The question, at least for now, is no more than a hypothetical, as it was reported on Jan. 10 that Cousins intends to sign an extension with the Kings for in excess of $200 million. But a teammate of Cousins' last season believes it remains the fundamental problem for any team on which he's the featured talent. Every day at work in Sacramento -- every practice, every play, every film session, every huddle -- has the potential to be a collective exercise in managing Cousins' emotional fiber, and the NBA season is simply too taxing for a team to take that on. "Nobody calls him out," the former teammate says. "It's an ongoing thing. Nobody holds him accountable, and nobody ever has. Sometimes we looked around when he was going at it, and everyone was thinking, Who's going to stop this?"

By the account of this player, who's still close to several people on the team, along with the account of virtually every other source who spoke about him, Cousins has improved in this regard this season, even pricing in the high-profile incidents. "I'm not saying [Cousins] is perfect," says a teammate who requested anonymity. "But none of that stuff you heard about with George happens this year."

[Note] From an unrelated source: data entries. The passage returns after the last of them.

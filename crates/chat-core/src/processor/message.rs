//! Nodo message: renderiza `content.messages` con sustitución de plantillas
//! y los emite como historial MESSAGE. Transiciona por default.

use serde_json::{json, Value};

use crate::model::{EmittedMessage, Node, Session, StepResult};
use chat_domain::template::substitute_value;

pub fn process(node: &Node, session: &Session) -> StepResult {
    let raw_messages = node.content
                           .get("messages")
                           .and_then(Value::as_array)
                           .cloned()
                           .unwrap_or_default();

    let mut messages = Vec::new();
    let mut rendered_texts = Vec::new();
    let mut media_urls = Vec::new();
    for raw in &raw_messages {
        let kind = raw.get("type").and_then(Value::as_str).unwrap_or("text").to_string();
        let content = raw.get("content").cloned().unwrap_or(Value::Null);
        let rendered = substitute_value(&content, &session.state);
        if let Some(text) = rendered.as_str() {
            rendered_texts.push(text.to_string());
        }
        if kind == "image" || kind == "media" {
            if let Some(url) = rendered.as_str() {
                media_urls.push(url.to_string());
            }
        }
        messages.push(EmittedMessage { kind,
                                       content: rendered,
                                       delay: raw.get("delay").and_then(Value::as_f64) });
    }

    let template_texts: Vec<Value> = raw_messages.iter()
                                                 .filter_map(|m| m.get("content").cloned())
                                                 .collect();
    StepResult { messages,
                 details: json!({
                     "type": "message",
                     "message_template": template_texts,
                     "rendered_message": rendered_texts.join("\n"),
                     "media_urls": media_urls,
                 }),
                 ..StepResult::default() }
}

#[cfg(test)]
mod tests {
    use super::*;
    use crate::processor::testutil::{make_node, session_with_state};
    use chat_domain::types::NodeType;
    use serde_json::json;

    #[test]
    fn renders_templates_and_emits_messages() {
        let session = session_with_state(json!({"user": {"name": "Ada"}}));
        let node = make_node("m1",
                             NodeType::Message,
                             json!({"messages": [{"type": "text", "content": "Hola {{user.name}}", "delay": 1.0}]}));
        let result = process(&node, &session);
        assert_eq!(result.messages.len(), 1);
        assert_eq!(result.messages[0].content, json!("Hola Ada"));
        assert_eq!(result.messages[0].delay, Some(1.0));
        assert_eq!(result.details["rendered_message"], json!("Hola Ada"));
        assert!(!result.expects_input);
    }

    #[test]
    fn missing_messages_list_emits_nothing() {
        let session = session_with_state(json!({}));
        let node = make_node("m1", NodeType::Message, json!({}));
        let result = process(&node, &session);
        assert!(result.messages.is_empty());
        assert!(result.success);
    }
}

And then there exists one more possibility -- that none of us knows the real DeMarcus Cousins at all. And if there's evidence for that notion, it resides in the testimonials from those in the Kings' locker room and front office about the constant but quiet nature of Cousins' charity. One Kings exec notes that the PR department has tried on more than one occasion to get Cousins to be more vocal about his good deeds in the community. Case in point: In fall 2015, Cousins tried to keep quiet the news that he covered the funeral expenses for a slain local high schooler -- but word of the donation was leaked by a city councilman who felt Cousins should be recognized.

"That act was not done in any braggadocious way and wasn't done with any press release," says Derrell Roberts, who runs Roberts Family Development Center, where he says Cousins is "quietly" supportive. "You can tell the difference between the person whose PR person sends you a press note or suggests how you might want to orchestrate the event. That's not DeMarcus."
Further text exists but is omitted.